All mushrooms are edible once.

[–] [email protected] 16 points 1 week ago

And you can look at the Sun through a telescope twice in your life

[–] [email protected] 5 points 1 week ago

the best meal you'll ever have in the rest of your life

[–] [email protected] 21 points 1 week ago* (last edited 1 week ago) (3 children)

https://en.wikipedia.org/wiki/Destroying_angel

The name destroying angel applies to several similar, closely related species of deadly all-white mushrooms in the genus Amanita.[1] They are Amanita virosa in Europe and A. bisporigera and A. ocreata in eastern and western North America, respectively.[1] Another European species of Amanita referred to as the destroying angel, Amanita verna—also referred to as the "Fool's mushroom"—was first described in France in 1780.[2]

Destroying angels are among the most toxic known mushrooms; both they and the closely related death caps (A. phalloides) contain amatoxins.[1]
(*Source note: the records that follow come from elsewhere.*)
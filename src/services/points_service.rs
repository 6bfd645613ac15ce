//! Points ledger engine.
//!
//! Maintains per-organization point balances with rule-driven accrual and an
//! append-only history. Every balance change goes through one guarded atomic
//! update (`WHERE points_balance + delta >= 0`) inside a transaction that
//! also appends the matching history row, so a committed mutation always has
//! exactly one ledger entry with the same signed amount and the balance can
//! never go negative, even under concurrent debits.

use rust_decimal::Decimal;
use sqlx::{PgPool, Postgres, Row, Transaction};
use thiserror::Error;
use tracing::debug;

use crate::database::manager::{DatabaseError, DatabaseManager};
use crate::database::models::points::{EffectiveRule, OrganizationPoints, PointsHistoryEntry, PointsRule};

#[derive(Debug, Error)]
pub enum PointsError {
    /// A debit would take the balance below zero. The only domain error;
    /// everything else is infrastructure and surfaces unchanged.
    #[error("Недостаточно баллов")]
    InsufficientBalance,

    #[error(transparent)]
    Database(#[from] DatabaseError),

    #[error(transparent)]
    Sqlx(#[from] sqlx::Error),
}

/// Result of a rule accrual attempt. Disabled points systems and missing or
/// suppressed rules are no-ops, not errors.
#[derive(Debug, Clone)]
pub struct AccrualOutcome {
    pub points_added: Decimal,
    pub rule_name: Option<String>,
    pub message: &'static str,
}

impl AccrualOutcome {
    fn noop(message: &'static str) -> Self {
        Self {
            points_added: Decimal::ZERO,
            rule_name: None,
            message,
        }
    }
}

/// Given the base amount of an active global rule and the organization's
/// optional override columns, compute the effective accrual amount.
/// Enablement defaults to true and the multiplier to 1.0 when there is no
/// override row; an explicit `is_enabled = false` suppresses the rule.
pub fn resolve_effective_amount(
    base_amount: Decimal,
    override_enabled: Option<bool>,
    override_multiplier: Option<Decimal>,
) -> Option<Decimal> {
    if !override_enabled.unwrap_or(true) {
        return None;
    }
    Some(base_amount * override_multiplier.unwrap_or(Decimal::ONE))
}

pub struct PointsService {
    pool: PgPool,
}

impl PointsService {
    pub async fn new() -> Result<Self, PointsError> {
        let pool = DatabaseManager::pool().await?;
        Ok(Self { pool })
    }

    /// Fetch the organization's balance row, creating a zeroed disabled row
    /// on first access. Idempotent: the unique constraint on
    /// `organization_id` makes concurrent first calls converge on one row.
    pub async fn get_or_create_balance(
        &self,
        organization_id: i32,
    ) -> Result<OrganizationPoints, PointsError> {
        sqlx::query(
            r#"
            INSERT INTO admin.organization_points
                (organization_id, points_balance, total_earned, total_spent, is_enabled)
            VALUES ($1, 0, 0, 0, false)
            ON CONFLICT (organization_id) DO NOTHING
            "#,
        )
        .bind(organization_id)
        .execute(&self.pool)
        .await?;

        let row = sqlx::query_as::<_, OrganizationPoints>(
            r#"
            SELECT id, organization_id, points_balance, total_earned, total_spent,
                   is_enabled, created_at, updated_at
            FROM admin.organization_points
            WHERE organization_id = $1
            "#,
        )
        .bind(organization_id)
        .fetch_one(&self.pool)
        .await?;

        Ok(row)
    }

    /// Credit or debit the balance by a signed amount.
    ///
    /// Balance update, totals update and the history row commit together or
    /// not at all. Returns the new balance.
    pub async fn apply_manual_adjustment(
        &self,
        organization_id: i32,
        amount: Decimal,
        operation_type: &str,
        description: &str,
    ) -> Result<Decimal, PointsError> {
        let mut tx = self.pool.begin().await?;

        // Legacy behavior: a manual adjustment against an unseen organization
        // creates its row with the points system switched on.
        sqlx::query(
            r#"
            INSERT INTO admin.organization_points
                (organization_id, points_balance, total_earned, total_spent, is_enabled)
            VALUES ($1, 0, 0, 0, true)
            ON CONFLICT (organization_id) DO NOTHING
            "#,
        )
        .bind(organization_id)
        .execute(&mut *tx)
        .await?;

        let new_balance = Self::guarded_mutation(&mut tx, organization_id, amount).await?;
        Self::append_history(&mut tx, organization_id, amount, operation_type, description).await?;

        tx.commit().await?;

        debug!(organization_id, %amount, operation_type, "points adjustment committed");
        Ok(new_balance)
    }

    /// Accrue points for an action according to the rule catalog.
    ///
    /// No-op (not an error) when the organization's points system is off,
    /// when no active rule matches `action_type`, or when the organization's
    /// override disables the rule. The optional user activity counter is
    /// updated inside the same transaction, so a failure there rolls back
    /// the accrual too.
    pub async fn apply_rule_accrual(
        &self,
        organization_id: i32,
        action_type: &str,
        user_id: Option<i32>,
    ) -> Result<AccrualOutcome, PointsError> {
        let mut tx = self.pool.begin().await?;

        let enabled: Option<bool> = sqlx::query_scalar(
            "SELECT is_enabled FROM admin.organization_points WHERE organization_id = $1",
        )
        .bind(organization_id)
        .fetch_optional(&mut *tx)
        .await?;

        if !enabled.unwrap_or(false) {
            return Ok(AccrualOutcome::noop("Баллы для предприятия не включены"));
        }

        let rule = sqlx::query(
            r#"
            SELECT pr.points_amount, pr.rule_name, opr.is_enabled AS org_enabled, opr.multiplier
            FROM admin.points_rules pr
            LEFT JOIN admin.organization_points_rules opr
                ON pr.id = opr.rule_id AND opr.organization_id = $1
            WHERE pr.action_type = $2 AND pr.is_active = true
            LIMIT 1
            "#,
        )
        .bind(organization_id)
        .bind(action_type)
        .fetch_optional(&mut *tx)
        .await?;

        let Some(rule) = rule else {
            return Ok(AccrualOutcome::noop("Правило не найдено или выключено"));
        };

        let base_amount: Decimal = rule.try_get("points_amount")?;
        let rule_name: String = rule.try_get("rule_name")?;
        let org_enabled: Option<bool> = rule.try_get("org_enabled")?;
        let multiplier: Option<Decimal> = rule.try_get("multiplier")?;

        let Some(points_to_add) = resolve_effective_amount(base_amount, org_enabled, multiplier)
        else {
            return Ok(AccrualOutcome::noop("Правило не найдено или выключено"));
        };

        // Accrual amounts are conventionally non-negative, but the mutation
        // still runs through the same balance guard as manual debits.
        Self::guarded_mutation(&mut tx, organization_id, points_to_add).await?;
        Self::append_history(
            &mut tx,
            organization_id,
            points_to_add,
            action_type,
            &format!("Автоначисление: {}", rule_name),
        )
        .await?;

        if let Some(user_id) = user_id {
            sqlx::query(
                r#"
                INSERT INTO admin.user_stats (user_id, total_actions)
                VALUES ($1, 1)
                ON CONFLICT (user_id) DO UPDATE
                    SET total_actions = admin.user_stats.total_actions + 1
                "#,
            )
            .bind(user_id)
            .execute(&mut *tx)
            .await?;
        }

        tx.commit().await?;

        debug!(organization_id, action_type, %points_to_add, "rule accrual committed");
        Ok(AccrualOutcome {
            points_added: points_to_add,
            rule_name: Some(rule_name),
            message: "Баллы начислены",
        })
    }

    /// Upsert the organization's enablement/multiplier override for a rule.
    /// Configuration only: no history row is produced.
    pub async fn set_rule_override(
        &self,
        organization_id: i32,
        rule_id: i32,
        is_enabled: bool,
        multiplier: Decimal,
    ) -> Result<(), PointsError> {
        sqlx::query(
            r#"
            INSERT INTO admin.organization_points_rules
                (organization_id, rule_id, is_enabled, multiplier)
            VALUES ($1, $2, $3, $4)
            ON CONFLICT (organization_id, rule_id)
            DO UPDATE SET is_enabled = EXCLUDED.is_enabled, multiplier = EXCLUDED.multiplier
            "#,
        )
        .bind(organization_id)
        .bind(rule_id)
        .bind(is_enabled)
        .bind(multiplier)
        .execute(&self.pool)
        .await?;

        Ok(())
    }

    /// Switch the points system on or off, creating the zeroed balance row
    /// if the organization has never been seen.
    pub async fn set_points_enabled(
        &self,
        organization_id: i32,
        is_enabled: bool,
    ) -> Result<(), PointsError> {
        sqlx::query(
            r#"
            INSERT INTO admin.organization_points
                (organization_id, is_enabled, points_balance, total_earned, total_spent)
            VALUES ($1, $2, 0, 0, 0)
            ON CONFLICT (organization_id)
            DO UPDATE SET is_enabled = EXCLUDED.is_enabled, updated_at = CURRENT_TIMESTAMP
            "#,
        )
        .bind(organization_id)
        .bind(is_enabled)
        .execute(&self.pool)
        .await?;

        Ok(())
    }

    /// Most recent history entries, newest first.
    pub async fn list_history(
        &self,
        organization_id: i32,
        limit: i64,
    ) -> Result<Vec<PointsHistoryEntry>, PointsError> {
        let rows = sqlx::query_as::<_, PointsHistoryEntry>(
            r#"
            SELECT id, points_amount, operation_type, description, created_at
            FROM admin.points_history
            WHERE organization_id = $1
            ORDER BY created_at DESC
            LIMIT $2
            "#,
        )
        .bind(organization_id)
        .bind(limit)
        .fetch_all(&self.pool)
        .await?;

        Ok(rows)
    }

    /// Active global rules with the organization's overrides merged in.
    pub async fn list_rules_for_org(
        &self,
        organization_id: i32,
    ) -> Result<Vec<EffectiveRule>, PointsError> {
        let rows = sqlx::query_as::<_, EffectiveRule>(
            r#"
            SELECT pr.id, pr.rule_name, pr.action_type, pr.points_amount,
                   pr.description, pr.is_active,
                   opr.is_enabled AS org_enabled, opr.multiplier AS org_multiplier,
                   opr.id AS org_rule_id
            FROM admin.points_rules pr
            LEFT JOIN admin.organization_points_rules opr
                ON pr.id = opr.rule_id AND opr.organization_id = $1
            WHERE pr.is_active = true
            ORDER BY pr.action_type, pr.rule_name
            "#,
        )
        .bind(organization_id)
        .fetch_all(&self.pool)
        .await?;

        Ok(rows)
    }

    /// Full rule catalog, including inactive rules.
    pub async fn list_rules(&self) -> Result<Vec<PointsRule>, PointsError> {
        let rows = sqlx::query_as::<_, PointsRule>(
            r#"
            SELECT id, rule_name, action_type, points_amount, description, is_active, created_at
            FROM admin.points_rules
            ORDER BY action_type, rule_name
            "#,
        )
        .fetch_all(&self.pool)
        .await?;

        Ok(rows)
    }

    /// The single balance mutation primitive: an atomic conditional update
    /// that applies the signed amount, bumps the matching total, and fails
    /// the transaction when the balance would go negative. The condition is
    /// evaluated inside the UPDATE, so two concurrent debits cannot both
    /// pass the check against a stale read.
    async fn guarded_mutation(
        tx: &mut Transaction<'_, Postgres>,
        organization_id: i32,
        amount: Decimal,
    ) -> Result<Decimal, PointsError> {
        let row = sqlx::query(
            r#"
            UPDATE admin.organization_points
            SET points_balance = points_balance + $2,
                total_earned = total_earned + GREATEST($2, 0::numeric),
                total_spent = total_spent + GREATEST(-$2, 0::numeric),
                updated_at = CURRENT_TIMESTAMP
            WHERE organization_id = $1 AND points_balance + $2 >= 0
            RETURNING points_balance
            "#,
        )
        .bind(organization_id)
        .bind(amount)
        .fetch_optional(&mut **tx)
        .await?;

        match row {
            Some(row) => Ok(row.try_get("points_balance")?),
            // Dropping the transaction rolls everything back
            None => Err(PointsError::InsufficientBalance),
        }
    }

    async fn append_history(
        tx: &mut Transaction<'_, Postgres>,
        organization_id: i32,
        amount: Decimal,
        operation_type: &str,
        description: &str,
    ) -> Result<(), PointsError> {
        sqlx::query(
            r#"
            INSERT INTO admin.points_history
                (organization_id, points_amount, operation_type, description)
            VALUES ($1, $2, $3, $4)
            "#,
        )
        .bind(organization_id)
        .bind(amount)
        .bind(operation_type)
        .bind(description)
        .execute(&mut **tx)
        .await?;

        Ok(())
    }
}

#[cfg(test)]
mod tests {
    use super::*;

    fn dec(n: i64) -> Decimal {
        Decimal::from(n)
    }

    #[test]
    fn resolution_defaults_to_base_amount() {
        assert_eq!(resolve_effective_amount(dec(10), None, None), Some(dec(10)));
    }

    #[test]
    fn resolution_applies_override_multiplier() {
        let doubled = resolve_effective_amount(dec(10), Some(true), Some(dec(2)));
        assert_eq!(doubled, Some(dec(20)));

        let halved = resolve_effective_amount(
            dec(10),
            Some(true),
            Some(Decimal::new(5, 1)), // 0.5
        );
        assert_eq!(halved, Some(dec(5)));
    }

    #[test]
    fn resolution_with_enabled_override_but_no_multiplier() {
        assert_eq!(
            resolve_effective_amount(dec(10), Some(true), None),
            Some(dec(10))
        );
    }

    #[test]
    fn disabled_override_suppresses_accrual() {
        assert_eq!(resolve_effective_amount(dec(10), Some(false), Some(dec(2))), None);
    }

    #[test]
    fn repeated_fractional_multipliers_do_not_drift() {
        // 0.1 * 3 accruals must be exactly 0.3 in decimal arithmetic
        let step = resolve_effective_amount(dec(1), None, Some(Decimal::new(1, 1))).unwrap();
        let sum = step + step + step;
        assert_eq!(sum, Decimal::new(3, 1));
    }

    #[test]
    fn noop_outcome_carries_zero_amount() {
        let outcome = AccrualOutcome::noop("Баллы для предприятия не включены");
        assert_eq!(outcome.points_added, Decimal::ZERO);
        assert!(outcome.rule_name.is_none());
    }
}
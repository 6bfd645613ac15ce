use std::process::{Child, Command, Stdio};
use std::sync::OnceLock;
use std::time::{Duration, Instant};

use anyhow::{Context, Result};
use reqwest::StatusCode;

static SERVER: OnceLock<TestServer> = OnceLock::new();

pub struct TestServer {
    pub port: u16,
    pub base_url: String,
    #[allow(dead_code)]
    child: Child,
}

impl TestServer {
    fn spawn() -> Result<Self> {
        // Pick an unused port for isolation
        let port = portpicker::pick_unused_port().context("failed to pick free port")?;
        let base_url = format!("http://127.0.0.1:{}", port);

        // Spawn the already-built binary to keep start fast during tests
        // Assumes debug profile; adjust if you run tests with --release
        let mut cmd = Command::new("target/debug/psot-admin-api");
        cmd.env("ADMIN_API_PORT", port.to_string())
            .stdin(Stdio::null())
            .stdout(Stdio::inherit())
            .stderr(Stdio::inherit());

        // Inherit environment so the server can see DATABASE_URL from .env (loaded by the server)
        let child = cmd.spawn().context("failed to spawn server binary")?;

        Ok(Self { port, base_url, child })
    }

    async fn wait_ready(&self, timeout: Duration) -> Result<()> {
        let client = reqwest::Client::new();
        let deadline = Instant::now() + timeout;
        loop {
            if Instant::now() > deadline {
                break;
            }
            let url = format!("{}/health", self.base_url);
            if let Ok(resp) = client.get(&url).send().await {
                // The server is up even when the database is not
                if resp.status() == StatusCode::OK
                    || resp.status() == StatusCode::SERVICE_UNAVAILABLE
                {
                    return Ok(());
                }
            }
            tokio::time::sleep(Duration::from_millis(150)).await;
        }
        anyhow::bail!(
            "server did not become ready on {} within {:?}",
            self.base_url,
            timeout
        )
    }
}

pub async fn ensure_server() -> Result<&'static TestServer> {
    let server = SERVER.get_or_init(|| TestServer::spawn().expect("failed to spawn server binary"));
    server.wait_ready(Duration::from_secs(10)).await?;
    Ok(server)
}

/// True when the spawned server reports a healthy database. Ledger tests
/// that need Postgres behind the server skip themselves otherwise, the same
/// way the health check tolerates a degraded state.
#[allow(dead_code)]
pub async fn database_available(server: &TestServer) -> bool {
    let client = reqwest::Client::new();
    match client
        .get(format!("{}/health", server.base_url))
        .send()
        .await
    {
        Ok(resp) => resp.status() == StatusCode::OK,
        Err(_) => false,
    }
}

/// Organization ids for ledger tests. Derived from the clock plus a process
/// counter so repeated runs against a shared dev database start from an
/// unseen organization each time.
#[allow(dead_code)]
pub fn fresh_org_id() -> i32 {
    use std::sync::atomic::{AtomicI32, Ordering};
    use std::time::{SystemTime, UNIX_EPOCH};

    static ORG_SEQ: AtomicI32 = AtomicI32::new(0);

    let nanos = SystemTime::now()
        .duration_since(UNIX_EPOCH)
        .expect("clock before unix epoch")
        .subsec_nanos() as i32;

    (nanos & 0x3fff_ffff) + ORG_SEQ.fetch_add(1, Ordering::Relaxed)
}
// handlers/points_rules.rs - /points-rules endpoint (catalog, accrual, overrides)

use axum::{extract::Query, response::Json};
use rust_decimal::prelude::ToPrimitive;
use rust_decimal::Decimal;
use serde::Deserialize;
use serde_json::{json, Value};

use crate::error::ApiError;
use crate::services::points_service::PointsService;

#[derive(Debug, Deserialize)]
pub struct RulesQuery {
    pub org_id: Option<i32>,
}

/// GET /points-rules - full rule catalog
/// GET /points-rules?org_id=X - active rules with the org's overrides merged
pub async fn get(Query(query): Query<RulesQuery>) -> Result<Json<Value>, ApiError> {
    let service = PointsService::new().await?;

    if let Some(org_id) = query.org_id {
        let rules = service.list_rules_for_org(org_id).await?;

        let body: Vec<Value> = rules
            .iter()
            .map(|rule| {
                json!({
                    "id": rule.id,
                    "rule_name": rule.rule_name,
                    "action_type": rule.action_type,
                    "points_amount": rule.points_amount.to_f64().unwrap_or(0.0),
                    "description": rule.description,
                    "is_active": rule.is_active,
                    // Defaults mirror accrual semantics: enabled with a
                    // neutral multiplier until an override says otherwise
                    "org_enabled": rule.org_enabled.unwrap_or(true),
                    "org_multiplier": rule
                        .org_multiplier
                        .and_then(|m| m.to_f64())
                        .unwrap_or(1.0),
                    "org_rule_id": rule.org_rule_id,
                })
            })
            .collect();

        return Ok(Json(json!(body)));
    }

    let rules = service.list_rules().await?;
    let body: Vec<Value> = rules
        .iter()
        .map(|rule| {
            json!({
                "id": rule.id,
                "rule_name": rule.rule_name,
                "action_type": rule.action_type,
                "points_amount": rule.points_amount.to_f64().unwrap_or(0.0),
                "description": rule.description,
                "is_active": rule.is_active,
                "created_at": rule.created_at,
            })
        })
        .collect();

    Ok(Json(json!(body)))
}

#[derive(Debug, Deserialize)]
pub struct AccrualRequest {
    pub org_id: Option<i32>,
    pub action_type: Option<String>,
    pub user_id: Option<i32>,
}

/// POST /points-rules - trigger rule-based accrual for an action
pub async fn post(Json(body): Json<AccrualRequest>) -> Result<Json<Value>, ApiError> {
    let (Some(org_id), Some(action_type)) = (body.org_id, body.action_type.as_deref()) else {
        return Err(ApiError::bad_request("org_id и action_type обязательны"));
    };

    let service = PointsService::new().await?;
    let outcome = service
        .apply_rule_accrual(org_id, action_type, body.user_id)
        .await?;

    let mut response = json!({
        "message": outcome.message,
        "points_added": outcome.points_added.to_f64().unwrap_or(0.0),
    });
    if let Some(rule_name) = outcome.rule_name {
        response["rule_name"] = json!(rule_name);
    }

    Ok(Json(response))
}

#[derive(Debug, Deserialize)]
pub struct OverrideRequest {
    pub org_id: Option<i32>,
    pub rule_id: Option<i32>,
    pub is_enabled: Option<bool>,
    pub multiplier: Option<f64>,
}

/// PUT /points-rules - upsert an organization's rule override
pub async fn put(Json(body): Json<OverrideRequest>) -> Result<Json<Value>, ApiError> {
    let (Some(org_id), Some(rule_id)) = (body.org_id, body.rule_id) else {
        return Err(ApiError::bad_request("org_id и rule_id обязательны"));
    };

    let multiplier = match body.multiplier {
        Some(m) => Decimal::from_f64_retain(m)
            .ok_or_else(|| ApiError::bad_request("multiplier некорректен"))?,
        None => Decimal::ONE,
    };

    let service = PointsService::new().await?;
    service
        .set_rule_override(org_id, rule_id, body.is_enabled.unwrap_or(true), multiplier)
        .await?;

    Ok(Json(json!({ "message": "Настройки правила обновлены" })))
}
https://mushroomexam.com/destroying_angel_mushroom_look_alikes.html

Destroying angel mushrooms (Amanita virosa and Amanita bisporigera) are highly poisonous fungi that are often mistaken for edible species. They are white or pale in color and have a distinctive bulbous base, a ring around the stem, and a volva (a sheath-like structure at the base of the stem). They can resemble other edible mushrooms, such as meadow mushrooms or button mushrooms, which can make them difficult to identify.

[–] [email protected] 5 points 1 week ago

destroying angel

Tf this is like the most badass name

[–] [email protected] 7 points 1 week ago (14 children)

I tolerate mushrooms on food from restaurants but I would never just eat one from the wild unless I was extremely desperate, the risk/reward is just insane.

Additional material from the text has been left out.